From addressing alcohol abuse to cultivating innovative cultures, decisions that institutions make today will strongly affect the students of the future.
A recent study asked accountants what HR-focused workplace trends are on their clients’ minds. Their top four concerns? Challenges related to more diversity in workplaces and the need “to adapt to less homogeneity,” the rise of workforce performance management and related processes, the evaporation of certain workplace roles as more functions are automated, and the learning curve associated with learning and adapting to new technologies.1
These results describe the world of work that college students will enter once they graduate. Does your institution need to retool programs to prepare students for the workplace of the future? Also, how will this affect your institution’s operations? Does your institution need to update its administrative practices and job descriptions?
Student drinking has become a safety issue that affects all students—even those that don’t drink. Studies have estimated that 1,800 college students die from alcohol-related incidents every year2, another 600,000 are injured while inebriated, and nearly 100,000 reported sexual assaults involve alcohol (a figure thought to be low because such events are underreported).3
Some experts suggest that banning alcohol on college campuses is the only answer to these problems. But such a ban could be politically unpopular and difficult to enforce. Beyond educating students about alcohol, how might your institution develop effective policies, practices, and strategies that bring alcohol use under control?
More employers want the “T-shaped professional”— an employee whose specific expertise combined with superior soft skills (like communications and critical thinking) allows him or her to work across disciplines and systems. Savvy universities—notably Michigan State University—are designing programs to develop the “T-shaped student.”4
The Michigan State model combines curricular learning with experiences outside the classroom, including internships, undergraduate research, and practice in entrepreneurship. How might your institution help students gain real-world experience and develop the skills to become T-shaped professionals?

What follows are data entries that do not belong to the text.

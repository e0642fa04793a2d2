//! Implementation capability descriptors
//!
//! An [`ImplDescription`] is what a candidate implementation reports about
//! itself: identity, device, API version, and three nested capability trees
//! (decoders, encoders, video processing filters). The dispatcher only reads
//! these values; they arrive from the enumeration layer or from a manifest.
//!
//! Nesting of the decoder tree (the encoder tree is the same shape):
//!
//! ```text
//! DecoderDescription
//! └── DecCodec        (CodecID, MaxcodecLevel)
//!     └── DecProfile  (Profile)
//!         └── DecMemDesc (MemHandleType, Width, Height)
//!             └── color format
//! ```
//!
//! The filter tree is `VppFilter → VppMemDesc → VppFormat → out format`.

use serde::{Deserialize, Serialize};
use std::cmp::Ordering;
use std::fmt;

use super::constraints::Range32U;

// =============================================================================
// API Version
// =============================================================================

/// API version as a major/minor pair.
///
/// The packed form used by the `ApiVersion.Version` property keeps the major
/// version in the high 16 bits and the minor version in the low 16 bits.
#[derive(Debug, Clone, Copy, Default, PartialEq, Eq, Hash, Serialize, Deserialize)]
pub struct ApiVersion {
    /// Major version
    pub major: u16,
    /// Minor version
    pub minor: u16,
}

impl ApiVersion {
    /// Create a version from its parts.
    pub const fn new(major: u16, minor: u16) -> Self {
        Self { major, minor }
    }

    /// Unpack a combined 32-bit version.
    pub const fn from_packed(version: u32) -> Self {
        Self {
            major: (version >> 16) as u16,
            minor: (version & 0xFFFF) as u16,
        }
    }

    /// Combined 32-bit version.
    pub const fn packed(self) -> u32 {
        ((self.major as u32) << 16) | self.minor as u32
    }
}

impl PartialOrd for ApiVersion {
    fn partial_cmp(&self, other: &Self) -> Option<Ordering> {
        Some(self.cmp(other))
    }
}

impl Ord for ApiVersion {
    fn cmp(&self, other: &Self) -> Ordering {
        self.packed().cmp(&other.packed())
    }
}

impl fmt::Display for ApiVersion {
    fn fmt(&self, f: &mut fmt::Formatter<'_>) -> fmt::Result {
        write!(f, "{}.{}", self.major, self.minor)
    }
}

// =============================================================================
// Top-level Description
// =============================================================================

/// Self-reported capabilities of one implementation.
#[derive(Debug, Clone, Default, PartialEq, Serialize, Deserialize)]
#[serde(default)]
pub struct ImplDescription {
    /// Implementation type (software or hardware)
    #[serde(rename = "impl")]
    pub impl_type: u32,
    /// Default acceleration mode
    pub acceleration_mode: u32,
    /// All supported acceleration modes; empty if only the default is reported
    pub acceleration_modes: Vec<u32>,
    /// Supported API version
    pub api_version: ApiVersion,
    /// Implementation name
    pub impl_name: String,
    /// Comma-separated license tokens
    pub license: String,
    /// Comma-separated keyword tokens
    pub keywords: String,
    /// Vendor id
    pub vendor_id: u32,
    /// Vendor-specific implementation id
    pub vendor_impl_id: u32,
    /// Device the implementation runs on
    pub device: DeviceDescription,
    /// Decoder capabilities
    pub dec: DecoderDescription,
    /// Encoder capabilities
    pub enc: EncoderDescription,
    /// Video processing capabilities
    pub vpp: VppDescription,
}

impl ImplDescription {
    /// Parse a description from JSON.
    pub fn from_json(json: &str) -> crate::Result<Self> {
        Ok(serde_json::from_str(json)?)
    }
}

/// Device identity reported by an implementation.
#[derive(Debug, Clone, Default, PartialEq, Eq, Serialize, Deserialize)]
#[serde(default)]
pub struct DeviceDescription {
    /// Device id as hex digits, optionally followed by `/adapter-index`
    pub device_id: String,
    /// Media adapter type (integrated, discrete)
    pub media_adapter_type: u16,
}

// =============================================================================
// Decoder Tree
// =============================================================================

/// Decoder capability tree.
#[derive(Debug, Clone, Default, PartialEq, Eq, Serialize, Deserialize)]
#[serde(default)]
pub struct DecoderDescription {
    /// One entry per supported codec.
    pub codecs: Vec<DecCodec>,
}

/// A decodable codec and its profiles.
#[derive(Debug, Clone, Default, PartialEq, Eq, Serialize, Deserialize)]
#[serde(default)]
pub struct DecCodec {
    /// Codec FourCC
    pub codec_id: u32,
    /// Highest codec level the decoder handles
    pub max_codec_level: u16,
    pub profiles: Vec<DecProfile>,
}

#[derive(Debug, Clone, Default, PartialEq, Eq, Serialize, Deserialize)]
#[serde(default)]
pub struct DecProfile {
    /// Codec-specific profile value
    pub profile: u32,
    /// Memory types the profile can decode into
    pub mem_desc: Vec<DecMemDesc>,
}

/// Surface limits for one memory type.
#[derive(Debug, Clone, Default, PartialEq, Eq, Serialize, Deserialize)]
#[serde(default)]
pub struct DecMemDesc {
    pub mem_handle_type: u32,
    /// Supported frame width
    pub width: Range32U,
    /// Supported frame height
    pub height: Range32U,
    /// Output color format FourCCs
    pub color_formats: Vec<u32>,
}

// =============================================================================
// Encoder Tree
// =============================================================================

/// Encoder capability tree.
#[derive(Debug, Clone, Default, PartialEq, Eq, Serialize, Deserialize)]
#[serde(default)]
pub struct EncoderDescription {
    /// One entry per supported codec.
    pub codecs: Vec<EncCodec>,
}

/// An encodable codec and its profiles.
#[derive(Debug, Clone, Default, PartialEq, Eq, Serialize, Deserialize)]
#[serde(default)]
pub struct EncCodec {
    /// Codec FourCC
    pub codec_id: u32,
    pub max_codec_level: u16,
    /// Nonzero if B-frames are supported
    pub bidirectional_prediction: u16,
    pub profiles: Vec<EncProfile>,
}

#[derive(Debug, Clone, Default, PartialEq, Eq, Serialize, Deserialize)]
#[serde(default)]
pub struct EncProfile {
    pub profile: u32,
    /// Memory types the profile can encode from
    pub mem_desc: Vec<EncMemDesc>,
}

#[derive(Debug, Clone, Default, PartialEq, Eq, Serialize, Deserialize)]
#[serde(default)]
pub struct EncMemDesc {
    pub mem_handle_type: u32,
    pub width: Range32U,
    pub height: Range32U,
    /// Input color format FourCCs
    pub color_formats: Vec<u32>,
}

// =============================================================================
// Video Processing Tree
// =============================================================================

/// Video processing (filter) capability tree.
#[derive(Debug, Clone, Default, PartialEq, Eq, Serialize, Deserialize)]
#[serde(default)]
pub struct VppDescription {
    /// One entry per supported filter.
    pub filters: Vec<VppFilter>,
}

/// A video processing filter.
#[derive(Debug, Clone, Default, PartialEq, Eq, Serialize, Deserialize)]
#[serde(default)]
pub struct VppFilter {
    /// Filter FourCC
    pub filter_fourcc: u32,
    /// Frames of latency the filter adds
    pub max_delay_in_frames: u16,
    pub mem_desc: Vec<VppMemDesc>,
}

#[derive(Debug, Clone, Default, PartialEq, Eq, Serialize, Deserialize)]
#[serde(default)]
pub struct VppMemDesc {
    pub mem_handle_type: u32,
    pub width: Range32U,
    pub height: Range32U,
    /// Supported input formats and their outputs
    pub formats: Vec<VppFormat>,
}

/// One input color format and the output formats it converts to.
#[derive(Debug, Clone, Default, PartialEq, Eq, Serialize, Deserialize)]
#[serde(default)]
pub struct VppFormat {
    /// Input color format FourCC
    pub in_format: u32,
    /// Output color format FourCCs
    pub out_formats: Vec<u32>,
}

// =============================================================================
// Implemented Functions
// =============================================================================

/// Entry points an implementation reports as implemented.
#[derive(Debug, Clone, Default, PartialEq, Eq, Serialize, Deserialize)]
#[serde(transparent)]
pub struct ImplementedFunctions {
    /// Exported function names, compared case-sensitively
    pub function_names: Vec<String>,
}

impl ImplementedFunctions {
    /// Build from any list of names.
    pub fn new<I, S>(names: I) -> Self
    where
        I: IntoIterator<Item = S>,
        S: Into<String>,
    {
        Self {
            function_names: names.into_iter().map(Into::into).collect(),
        }
    }

    /// Check for an exact (case-sensitive) name.
    pub fn contains(&self, name: &str) -> bool {
        self.function_names.iter().any(|f| f == name)
    }
}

Boot camps—intensive, short-term education courses—are becoming an acceptable alternative to traditional courses, bolstered by strong demand from both employers and students. Proliferating in private industry, they are also being piloted by a few universities. Policy makers are experimenting with financial aid for boot camp students. Certificates for completing boot camps may fuel rethinking of educational credentials.
If employers can send employees to intensive 10-week courses leading to a certificate, will that erode demand for traditional three-credit, semester-long courses—and degrees built on that model? Can universities successfully adopt boot camp-style pedagogy or partner to offer this modality?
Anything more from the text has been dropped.